Наложением одной поверхности на другую рождается эффект плавания, – одно держится на поверхности другого за счет суперпозиции (мат. термин, используемый французскими геометрами, означающий совмещение двух поверхностей). Сама же она не видна; суперпозиция делается невидимой благодаря рождаемым ею эффектам, – в данном случае это плавание, во время которого чудесным образом скрываются обе поверхности (воды и днища). Или вот другой пример. Когда мы надеваем очки, наши глаза касаются линз, но это касание не поверхностей, как в первом случае, а пространств, лежащих между ними (метафора касания сохраняется).

Поверхности могут соприкасаться и без всяких видимых эффектов: земля с воздухом, с ветром, с небом… И пожалуйста, горизонт, образующийся от соприкосновения земли и неба, чего, как мы знаем, никогда не происходит на самом деле. От этого псевдосоприкосновения, однако, образовалась стойкая метафора (кто подсчитает сколько раз она употреблялась в литературе? философии, истории, политике…?

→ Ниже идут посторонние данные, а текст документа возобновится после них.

//! OrderRepository port - persistence for purchase orders.
//!
//! Besides plain persistence, this port carries the settlement operation:
//! the one atomic unit that appends the purchase ledger entry, bumps the
//! cached balance, and marks the order paid. Splitting settlement into
//! separate check/insert/update calls would reopen the double-credit race
//! the idempotency key exists to close, so the port exposes it as a single
//! transactional operation.

use async_trait::async_trait;

use crate::domain::billing::Order;
use crate::domain::foundation::DomainError;

/// Inputs for settling a captured payment.
#[derive(Debug, Clone)]
pub struct OrderSettlement {
    /// Provider order id being settled.
    pub order_id: String,

    /// Provider payment id; the idempotency key is derived from it.
    pub payment_id: String,

    /// Provider signature to record on the order, when available.
    pub signature: Option<String>,

    /// Ledger reason text for the purchase entry.
    pub reason: String,
}

/// Result of a settlement attempt.
#[derive(Debug, Clone, Copy, PartialEq, Eq)]
pub enum SettleOutcome {
    /// Ledger entry appended and balance updated.
    Credited { balance: i64 },
    /// An entry with this payment's idempotency key already existed; the
    /// order status update was re-applied, nothing else changed.
    AlreadyCredited { balance: i64 },
}

/// Port for storing and settling purchase orders.
#[async_trait]
pub trait OrderRepository: Send + Sync {
    /// Persist a newly created order.
    ///
    /// Fails with `ErrorCode::OrderExists` when the provider order id is
    /// already recorded.
    async fn create(&self, order: &Order) -> Result<(), DomainError>;

    /// Find an order by its provider order id.
    async fn find_by_order_id(&self, order_id: &str) -> Result<Option<Order>, DomainError>;

    /// Record provider payment details without changing status.
    ///
    /// First write wins; used by the client verify path.
    async fn record_provider_details(
        &self,
        order_id: &str,
        payment_id: &str,
        signature: &str,
    ) -> Result<(), DomainError>;

    /// Mark the order failed. No ledger effect.
    async fn mark_failed(&self, order_id: &str) -> Result<(), DomainError>;

    /// Settle a captured payment in one atomic unit.
    ///
    /// Within a single transaction: mark the order paid (recording payment
    /// id and signature), append a `purchase` ledger entry under the key
    /// `provider:<payment_id>` unless one already exists, and bump the
    /// user's cached balance if - and only if - the entry was appended.
    ///
    /// # Errors
    ///
    /// - `ErrorCode::OrderNotFound` if the order vanished
    /// - `ErrorCode::InvalidStateTransition` if the order is in a
    ///   terminal non-paid state
    async fn settle_paid(&self, settlement: OrderSettlement) -> Result<SettleOutcome, DomainError>;
}
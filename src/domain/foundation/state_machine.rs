//! State machine trait for status enums.
//!
//! Provides a consistent interface for validating and performing state
//! transitions across entity lifecycle statuses (Order, EventMarker).

use super::ValidationError;

/// Trait for status enums that represent state machines.
///
/// Implementors define valid state transitions and get validated
/// transition methods for free.
pub trait StateMachine: Sized + Copy + PartialEq + std::fmt::Debug {
    /// Returns true if transition from self to target is valid.
    fn can_transition_to(&self, target: &Self) -> bool;

    /// Returns all valid target states from current state.
    fn valid_transitions(&self) -> Vec<Self>;

    /// Performs transition with validation, returning error if invalid.
    fn transition_to(&self, target: Self) -> Result<Self, ValidationError> {
        if self.can_transition_to(&target) {
            Ok(target)
        } else {
            Err(ValidationError::invalid_format(
                "state_transition",
                format!("Cannot transition from {:?} to {:?}", self, target),
            ))
        }
    }

    /// Checks if current state is terminal (no valid outgoing transitions).
    fn is_terminal(&self) -> bool {
        self.valid_transitions().is_empty()
    }
}
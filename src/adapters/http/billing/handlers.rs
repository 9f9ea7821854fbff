//! HTTP handlers for billing endpoints.
//!
//! These handlers connect Axum routes to application layer command/query
//! handlers. The webhook handler captures the raw body bytes before any
//! parsing - the provider's signature covers the exact wire bytes, and
//! re-serializing parsed JSON would invalidate it.

use std::sync::Arc;

use axum::extract::{Json, State};
use axum::http::StatusCode;
use axum::response::IntoResponse;

use crate::application::handlers::billing::{
    CreateOrderCommand, CreateOrderHandler, GetBalanceHandler, GetBalanceQuery,
    HandleProviderWebhookCommand, HandleProviderWebhookHandler, VerifyPaymentCommand,
    VerifyPaymentError, VerifyPaymentHandler,
};
use crate::domain::billing::{
    ClientConfirmationVerifier, LedgerError, Reconciler, WebhookError, WebhookVerifier,
};
use crate::domain::foundation::{DomainError, ErrorCode, UserId};
use crate::ports::{CreditLedger, EventMarkerRepository, OrderRepository};

use super::dto::{
    ApiResponse, BalanceResponse, CreateOrderRequest, ErrorBody, OrderResponse,
    VerifyPaymentRequest, VerifyPaymentResponse, WebhookAck,
};

/// Header carrying the provider's webhook signature.
pub const SIGNATURE_HEADER: &str = "X-Razorpay-Signature";

// ════════════════════════════════════════════════════════════════════════════════
// Application State
// ════════════════════════════════════════════════════════════════════════════════

/// Shared application state containing all billing dependencies.
///
/// This struct is cloned for each request and contains Arc-wrapped
/// dependencies for efficient sharing across handlers.
#[derive(Clone)]
pub struct BillingAppState {
    pub orders: Arc<dyn OrderRepository>,
    pub ledger: Arc<dyn CreditLedger>,
    pub event_markers: Arc<dyn EventMarkerRepository>,
    pub webhook_verifier: Arc<WebhookVerifier>,
    pub confirmation_verifier: Arc<ClientConfirmationVerifier>,
    pub reconciler: Arc<Reconciler>,
}

impl BillingAppState {
    /// Create handlers on demand from the shared state.
    pub fn webhook_handler(&self) -> HandleProviderWebhookHandler {
        HandleProviderWebhookHandler::new(
            self.webhook_verifier.clone(),
            self.event_markers.clone(),
            self.reconciler.clone(),
        )
    }

    pub fn verify_payment_handler(&self) -> VerifyPaymentHandler {
        VerifyPaymentHandler::new(
            self.confirmation_verifier.clone(),
            self.orders.clone(),
            self.ledger.clone(),
        )
    }

    pub fn create_order_handler(&self) -> CreateOrderHandler {
        CreateOrderHandler::new(self.orders.clone())
    }

    pub fn balance_handler(&self) -> GetBalanceHandler {
        GetBalanceHandler::new(self.ledger.clone())
    }
}

// ════════════════════════════════════════════════════════════════════════════════
// User Context (would come from auth middleware in production)
// ════════════════════════════════════════════════════════════════════════════════

/// Authenticated user context extracted from request.
///
/// In production, this would be extracted from JWT/session by auth
/// middleware. For now, uses a header-based extraction for
/// development/testing.
#[derive(Debug, Clone)]
pub struct AuthenticatedUser {
    pub user_id: UserId,
}

/// Rejection type for AuthenticatedUser extraction.
pub struct AuthenticationRequired;

impl IntoResponse for AuthenticationRequired {
    fn into_response(self) -> axum::response::Response {
        let body: ApiResponse<()> =
            ApiResponse::error("AUTHENTICATION_REQUIRED", "Authentication is required");
        (StatusCode::UNAUTHORIZED, Json(body)).into_response()
    }
}

impl<S> axum::extract::FromRequestParts<S> for AuthenticatedUser
where
    S: Send + Sync,
{
    type Rejection = AuthenticationRequired;

    fn from_request_parts<'life0, 'life1, 'async_trait>(
        parts: &'life0 mut axum::http::request::Parts,
        _state: &'life1 S,
    ) -> std::pin::Pin<
        Box<dyn std::future::Future<Output = Result<Self, Self::Rejection>> + Send + 'async_trait>,
    >
    where
        'life0: 'async_trait,
        'life1: 'async_trait,
        Self: 'async_trait,
    {
        Box::pin(async move {
            // In production, this would validate a session token from the
            // Authorization header. For development, we accept X-User-Id.
            let user_id = parts
                .headers
                .get("X-User-Id")
                .and_then(|v| v.to_str().ok())
                .and_then(|s| s.parse::<UserId>().ok())
                .ok_or(AuthenticationRequired)?;

            Ok(AuthenticatedUser { user_id })
        })
    }
}

// ════════════════════════════════════════════════════════════════════════════════
// Webhook Endpoint (provider-facing)
// ════════════════════════════════════════════════════════════════════════════════

/// POST /api/webhooks/razorpay - Handle provider webhook deliveries.
///
/// Responds in the provider's status-code vocabulary: 200 for every
/// admitted, deduplicated, or business-rule-rejected outcome; 400 for
/// requests the provider must not retry; 500 only when a retry can help.
pub async fn handle_provider_webhook(
    State(state): State<BillingAppState>,
    headers: axum::http::HeaderMap,
    body: axum::body::Bytes,
) -> axum::response::Response {
    let Some(signature) = headers
        .get(SIGNATURE_HEADER)
        .and_then(|v| v.to_str().ok())
        .map(str::to_string)
    else {
        let err = WebhookError::MissingSignature;
        return (
            err.status_code(),
            Json(ErrorBody {
                code: "MISSING_SIGNATURE".to_string(),
                message: err.to_string(),
            }),
        )
            .into_response();
    };

    let handler = state.webhook_handler();
    let cmd = HandleProviderWebhookCommand {
        payload: body.to_vec(),
        signature,
    };

    match handler.handle(cmd).await {
        Ok(_) => (StatusCode::OK, Json(WebhookAck { received: true })).into_response(),
        Err(err) => (
            err.status_code(),
            Json(ErrorBody {
                code: "WEBHOOK_REJECTED".to_string(),
                message: err.to_string(),
            }),
        )
            .into_response(),
    }
}

// ════════════════════════════════════════════════════════════════════════════════
// Client Endpoints
// ════════════════════════════════════════════════════════════════════════════════

/// POST /api/payments/orders - Record a purchase order.
pub async fn create_order(
    State(state): State<BillingAppState>,
    user: AuthenticatedUser,
    Json(request): Json<CreateOrderRequest>,
) -> Result<impl IntoResponse, BillingApiError> {
    let handler = state.create_order_handler();
    let cmd = CreateOrderCommand {
        user_id: user.user_id,
        order_id: request.order_id,
        amount: request.amount,
        credits: request.credits,
    };

    let result = handler.handle(cmd).await?;

    let response = ApiResponse::ok(OrderResponse::from(result.order));
    Ok((StatusCode::CREATED, Json(response)))
}

/// POST /api/payments/verify - Verify a client payment confirmation.
///
/// Read/record-only: records the provider linkage on the order and
/// reports the balance. Crediting is deferred to the webhook.
pub async fn verify_payment(
    State(state): State<BillingAppState>,
    user: AuthenticatedUser,
    Json(request): Json<VerifyPaymentRequest>,
) -> Result<impl IntoResponse, BillingApiError> {
    let handler = state.verify_payment_handler();
    let cmd = VerifyPaymentCommand {
        user_id: user.user_id,
        order_id: request.order_id,
        payment_id: request.payment_id,
        signature: request.signature,
    };

    let result = handler.handle(cmd).await?;

    let response = ApiResponse::ok(VerifyPaymentResponse {
        credits: result.credits,
        message: result.message,
    });
    Ok(Json(response))
}

/// GET /api/credits - Get the current credit balance.
pub async fn get_balance(
    State(state): State<BillingAppState>,
    user: AuthenticatedUser,
) -> Result<impl IntoResponse, BillingApiError> {
    let handler = state.balance_handler();
    let result = handler
        .handle(GetBalanceQuery {
            user_id: user.user_id,
        })
        .await?;

    let response = ApiResponse::ok(BalanceResponse {
        credits: result.credits,
    });
    Ok(Json(response))
}

// ════════════════════════════════════════════════════════════════════════════════
// Error Handling
// ════════════════════════════════════════════════════════════════════════════════

/// API error type that converts application errors to HTTP responses.
pub enum BillingApiError {
    Verify(VerifyPaymentError),
    Ledger(LedgerError),
    Domain(DomainError),
}

impl From<VerifyPaymentError> for BillingApiError {
    fn from(err: VerifyPaymentError) -> Self {
        Self::Verify(err)
    }
}

impl From<LedgerError> for BillingApiError {
    fn from(err: LedgerError) -> Self {
        Self::Ledger(err)
    }
}

impl From<DomainError> for BillingApiError {
    fn from(err: DomainError) -> Self {
        Self::Domain(err)
    }
}

impl BillingApiError {
    fn status_and_code(&self) -> (StatusCode, &'static str) {
        match self {
            BillingApiError::Verify(err) => (
                err.status_code(),
                match err {
                    VerifyPaymentError::InvalidSignature => "INVALID_SIGNATURE",
                    VerifyPaymentError::OrderNotFound => "ORDER_NOT_FOUND",
                    VerifyPaymentError::Ledger(_) => "LEDGER_ERROR",
                    VerifyPaymentError::Database(_) => "INTERNAL_ERROR",
                },
            ),
            BillingApiError::Ledger(err) => (
                err.status_code(),
                match err {
                    LedgerError::InsufficientCredits { .. } => "INSUFFICIENT_CREDITS",
                    LedgerError::InvalidAmount(_) => "INVALID_AMOUNT",
                    LedgerError::UserNotFound => "USER_NOT_FOUND",
                    LedgerError::Database(_) => "INTERNAL_ERROR",
                },
            ),
            BillingApiError::Domain(err) => match err.code {
                ErrorCode::ValidationFailed | ErrorCode::EmptyField | ErrorCode::InvalidFormat => {
                    (StatusCode::BAD_REQUEST, "VALIDATION_FAILED")
                }
                ErrorCode::OrderNotFound => (StatusCode::NOT_FOUND, "ORDER_NOT_FOUND"),
                ErrorCode::UserNotFound => (StatusCode::NOT_FOUND, "USER_NOT_FOUND"),
                ErrorCode::OrderExists => (StatusCode::CONFLICT, "ORDER_EXISTS"),
                ErrorCode::InvalidStateTransition => {
                    (StatusCode::CONFLICT, "INVALID_STATE_TRANSITION")
                }
                ErrorCode::DatabaseError | ErrorCode::InternalError => {
                    (StatusCode::INTERNAL_SERVER_ERROR, "INTERNAL_ERROR")
                }
            },
        }
    }

    fn message(&self) -> String {
        match self {
            BillingApiError::Verify(err) => err.to_string(),
            BillingApiError::Ledger(err) => err.to_string(),
            BillingApiError::Domain(err) => err.message.clone(),
        }
    }
}

impl IntoResponse for BillingApiError {
    fn into_response(self) -> axum::response::Response {
        let (status, code) = self.status_and_code();
        let body: ApiResponse<()> = ApiResponse::error(code, self.message());
        (status, Json(body)).into_response()
    }
}
//! Repository trait for short link storage.

use crate::domain::entities::{LinkSettings, NewLinkSettings, NewShortLink, ShortLink};
use crate::error::AppError;
use crate::utils::short_code::ShortCodeCodec;
use async_trait::async_trait;

/// Repository interface for short links and their settings.
///
/// # Implementations
///
/// - [`crate::infrastructure::persistence::PgShortLinkRepository`] - PostgreSQL implementation
/// - [`crate::infrastructure::persistence::MemoryShortLinkRepository`] - In-process implementation
/// - Test mocks available with `cfg(test)`
#[cfg_attr(test, mockall::automock)]
#[async_trait]
pub trait ShortLinkRepository: Send + Sync {
    /// Counts links that would collide with `alias`.
    ///
    /// A link collides when its alias equals `alias`, or when its original
    /// URL equals `alias`. Only links that carry an alias are counted.
    ///
    /// # Errors
    ///
    /// Returns [`AppError::Internal`] on storage errors.
    async fn count_alias_collisions(&self, alias: &str) -> Result<i64, AppError>;

    /// Creates a link and its settings as one atomic operation.
    ///
    /// The link is inserted to obtain its identifier, its short code is
    /// computed with `codec` and written back, and the settings row is
    /// inserted. Either all of it becomes visible or none of it does.
    ///
    /// # Errors
    ///
    /// Returns [`AppError::Validation`] if the alias is already taken.
    /// Returns [`AppError::Codec`] if the identifier cannot be encoded.
    /// Returns [`AppError::Internal`] on storage errors.
    async fn create(
        &self,
        new_link: NewShortLink,
        settings: NewLinkSettings,
        codec: ShortCodeCodec,
    ) -> Result<ShortLink, AppError>;

    /// Finds a link by its identifier.
    ///
    /// # Errors
    ///
    /// Returns [`AppError::Internal`] on storage errors.
    async fn find_by_id(&self, id: i64) -> Result<Option<ShortLink>, AppError>;

    /// Finds a link by its alias.
    ///
    /// # Errors
    ///
    /// Returns [`AppError::Internal`] on storage errors.
    async fn find_by_alias(&self, alias: &str) -> Result<Option<ShortLink>, AppError>;

    /// Loads the settings stored with a link.
    ///
    /// # Errors
    ///
    /// Returns [`AppError::Internal`] on storage errors.
    async fn find_settings(&self, link_id: i64) -> Result<Option<LinkSettings>, AppError>;
}
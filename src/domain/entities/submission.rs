//! Raw link submission as received from a caller.

use serde::Deserialize;

/// A request to shorten a URL, before validation.
///
/// Field names follow the submission form: the alias is `special_url`, the
/// session token is `session_id`, and the display preferences are
/// `display_ads` and `analytic_report`. Every field is optional at this
/// stage; [`SubmissionValidator`](crate::application::services::SubmissionValidator)
/// decides what is required.
#[derive(Debug, Clone, Default, PartialEq, Eq, Deserialize)]
#[serde(default)]
pub struct LinkSubmission {
    pub original_url: Option<String>,
    #[serde(rename = "special_url")]
    pub alias: Option<String>,
    pub expire_date: Option<String>,
    pub expire_time: Option<String>,
    pub timezone: Option<String>,
    #[serde(rename = "session_id")]
    pub session_token: Option<String>,
    pub user_name: Option<String>,
    pub user_email: Option<String>,
    pub user_mobile: Option<String>,
    #[serde(rename = "display_ads")]
    pub show_ads: bool,
    #[serde(rename = "analytic_report")]
    pub record_stats: bool,
}

impl LinkSubmission {
    /// Starts a submission for the given URL with every option unset.
    pub fn new(original_url: impl Into<String>) -> Self {
        Self {
            original_url: Some(original_url.into()),
            ..Default::default()
        }
    }

    pub fn with_alias(mut self, alias: impl Into<String>) -> Self {
        self.alias = Some(alias.into());
        self
    }

    pub fn with_session(mut self, token: impl Into<String>) -> Self {
        self.session_token = Some(token.into());
        self
    }

    pub fn with_timezone(mut self, timezone: impl Into<String>) -> Self {
        self.timezone = Some(timezone.into());
        self
    }

    pub fn with_expiration(mut self, date: Option<String>, time: Option<String>) -> Self {
        self.expire_date = date;
        self.expire_time = time;
        self
    }

    /// The alias, treating an empty string as absent.
    pub fn alias(&self) -> Option<&str> {
        non_empty(self.alias.as_deref())
    }
}

/// Returns `None` for missing or empty values.
pub(crate) fn non_empty(value: Option<&str>) -> Option<&str> {
    value.filter(|v| !v.is_empty())
}

#[cfg(test)]
mod tests {
    use super::*;
    use serde_json::json;

    #[test]
    fn test_deserialize_form_field_names() {
        let submission: LinkSubmission = serde_json::from_value(json!({
            "original_url": "https://example.com",
            "special_url": "promo",
            "session_id": "abc",
            "display_ads": true,
            "analytic_report": true,
            "expire_date": "2030-01-01"
        }))
        .unwrap();

        assert_eq!(submission.original_url.as_deref(), Some("https://example.com"));
        assert_eq!(submission.alias(), Some("promo"));
        assert_eq!(submission.session_token.as_deref(), Some("abc"));
        assert!(submission.show_ads);
        assert!(submission.record_stats);
        assert_eq!(submission.expire_date.as_deref(), Some("2030-01-01"));
        assert!(submission.expire_time.is_none());
    }

    #[test]
    fn test_deserialize_empty_object() {
        let submission: LinkSubmission = serde_json::from_value(json!({})).unwrap();
        assert_eq!(submission, LinkSubmission::default());
    }

    #[test]
    fn test_empty_alias_is_absent() {
        let submission = LinkSubmission::new("https://example.com").with_alias("");
        assert_eq!(submission.alias(), None);
    }

    #[test]
    fn test_builder() {
        let submission = LinkSubmission::new("https://example.com")
            .with_alias("promo")
            .with_session("token")
            .with_timezone("Asia/Kolkata")
            .with_expiration(Some("2030-01-01".to_string()), None);

        assert_eq!(submission.alias(), Some("promo"));
        assert_eq!(submission.session_token.as_deref(), Some("token"));
        assert_eq!(submission.timezone.as_deref(), Some("Asia/Kolkata"));
        assert_eq!(submission.expire_date.as_deref(), Some("2030-01-01"));
    }
}
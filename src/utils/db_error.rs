/// Unique constraint guarding `short_links.alias`.
pub const ALIAS_UNIQUE_CONSTRAINT: &str = "short_links_alias_key";

pub fn is_unique_violation_on_alias(e: &sqlx::Error) -> bool {
    let Some(db_err) = e.as_database_error() else {
        return false;
    };

    if !db_err.is_unique_violation() {
        return false;
    }

    matches!(db_err.constraint(), Some(ALIAS_UNIQUE_CONSTRAINT))
}
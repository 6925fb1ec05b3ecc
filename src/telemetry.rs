//! Tracing subscriber setup.

use tracing_subscriber::EnvFilter;

/// Log output formats accepted by `LOG_FORMAT`.
pub const LOG_FORMATS: [&str; 2] = ["text", "json"];

/// Installs the global tracing subscriber.
///
/// `log_level` is an `EnvFilter` directive string such as `info` or
/// `shortlink=debug,sqlx=warn`. Logs go to stderr so command output on stdout
/// stays machine-readable.
pub fn init(log_level: &str, log_format: &str) {
    let filter = EnvFilter::try_new(log_level).unwrap_or_else(|_| EnvFilter::new("info"));

    let builder = tracing_subscriber::fmt()
        .with_env_filter(filter)
        .with_writer(std::io::stderr)
        .with_level(true);

    if log_format == "json" {
        builder.json().init();
    } else {
        builder.init();
    }
}
#![allow(dead_code)]

use chrono::{DateTime, TimeZone, Utc};
use std::sync::Arc;
use shortlink::application::services::LinkService;
use shortlink::domain::clock::FixedClock;
use shortlink::domain::entities::Session;
use shortlink::infrastructure::persistence::{MemorySessionRepository, MemoryShortLinkRepository};
use shortlink::utils::short_code::ShortCodeCodec;

pub type MemoryLinkService =
    LinkService<MemoryShortLinkRepository, MemorySessionRepository, FixedClock>;

/// 2026-10-19 12:00:00 UTC.
pub fn test_now() -> DateTime<Utc> {
    Utc.with_ymd_and_hms(2026, 10, 19, 12, 0, 0).unwrap()
}

pub struct TestContext {
    pub service: MemoryLinkService,
    pub links: MemoryShortLinkRepository,
    pub sessions: MemorySessionRepository,
}

pub fn create_test_context() -> TestContext {
    let links = MemoryShortLinkRepository::new();
    let sessions = MemorySessionRepository::new();

    let service = LinkService::new(
        Arc::new(links.clone()),
        Arc::new(sessions.clone()),
        Arc::new(FixedClock(test_now())),
        ShortCodeCodec::default(),
    );

    TestContext {
        service,
        links,
        sessions,
    }
}

pub async fn create_test_session(sessions: &MemorySessionRepository, id: i64, token: &str) {
    sessions
        .insert(Session {
            id,
            token: token.to_string(),
            timezone: Some("Europe/Berlin".to_string()),
            country_code: Some("DE".to_string()),
            state: Some("Berlin".to_string()),
            city: Some("Berlin".to_string()),
        })
        .await;
}
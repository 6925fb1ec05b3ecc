//! Repository trait definitions for the domain layer.
//!
//! These traits abstract data access following the Repository pattern.
//!
//! # Architecture
//!
//! - Traits define the contract for data operations
//! - Implementations live in `crate::infrastructure::persistence`
//! - Mock implementations are auto-generated via `mockall` for testing
//!
//! # Available Repositories
//!
//! - [`ShortLinkRepository`] - Link creation, lookup and alias collision checks
//! - [`SessionRepository`] - Session lookup by token

pub mod session_repository;
pub mod short_link_repository;

pub use session_repository::SessionRepository;
pub use short_link_repository::ShortLinkRepository;

#[cfg(test)]
pub use session_repository::MockSessionRepository;
#[cfg(test)]
pub use short_link_repository::MockShortLinkRepository;
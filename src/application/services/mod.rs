//! Business logic services for the application layer.

pub mod link_service;
pub mod validation_service;

pub use link_service::LinkService;
pub use validation_service::{SubmissionValidator, ValidatedSubmission};
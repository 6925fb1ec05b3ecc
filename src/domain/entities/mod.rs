//! Core domain entities representing the business data model.
//!
//! # Entity Types
//!
//! - [`ShortLink`] - A stored link and its short code
//! - [`LinkSettings`] - Per-link preferences, contact details and expiration
//! - [`Session`] - A visitor session (read-only, owned elsewhere)
//! - [`LinkSubmission`] - Unvalidated input for creating a link
//!
//! # Design Pattern
//!
//! Stored entities have a separate struct for creation:
//! - `NewShortLink`, `NewLinkSettings` - For inserting new records

pub mod link_settings;
pub mod session;
pub mod short_link;
pub mod submission;

pub use link_settings::{LinkSettings, NewLinkSettings};
pub use session::Session;
pub use short_link::{NewShortLink, ShortLink};
pub use submission::LinkSubmission;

Гуссерль, который крайне критически относился к проникновению «литературностей» в «строгую науку», сделал горизонт одним из центральных понятий феноменологии). Так мы все не замечаем, или не хотим замечать, как оказываемся в соприкосновении с той же метафорической поверхностью языка, которую сами и производим (сказав так, я создал очередную метафору или вышел из нее? и не понять…). Ну а если стать «строго научными» до конца, по завету Гуссерля, и констатировать: акт мышления соприкасается с актом языка, или чуть иначе – поверхность акта мышления касается поверхности языка.

Метафора касания снова сохраняется, но при этом несколько проясняется способ ее производства (при том, что мы пока еще там, внутри/«внутри»). Она производится нашим неподдельным интересом к возникновению того или иного предмета, к его сущности, к точке отсчета (и проч.) Какова суть этого предмета? сущность этой вещи? где точка отсчета, с которой начинается… (все, что угодно) литература? Мы не замечаем, как метафора уже возникла, как некий акт мысли уже возник в метафоре; мы не замечаем того, как мысль исчезает в метафоре, исчезает почти бесследно. Не успев родиться, человек уже достаточно стар, чтобы умереть, – поучал своих слушателей немецкий средневековый мистик. Не успев коснуться языка, мысль уже оказывается исчезнувшей в метафоре (а мы обманутыми ее, этой мысли, присутствием).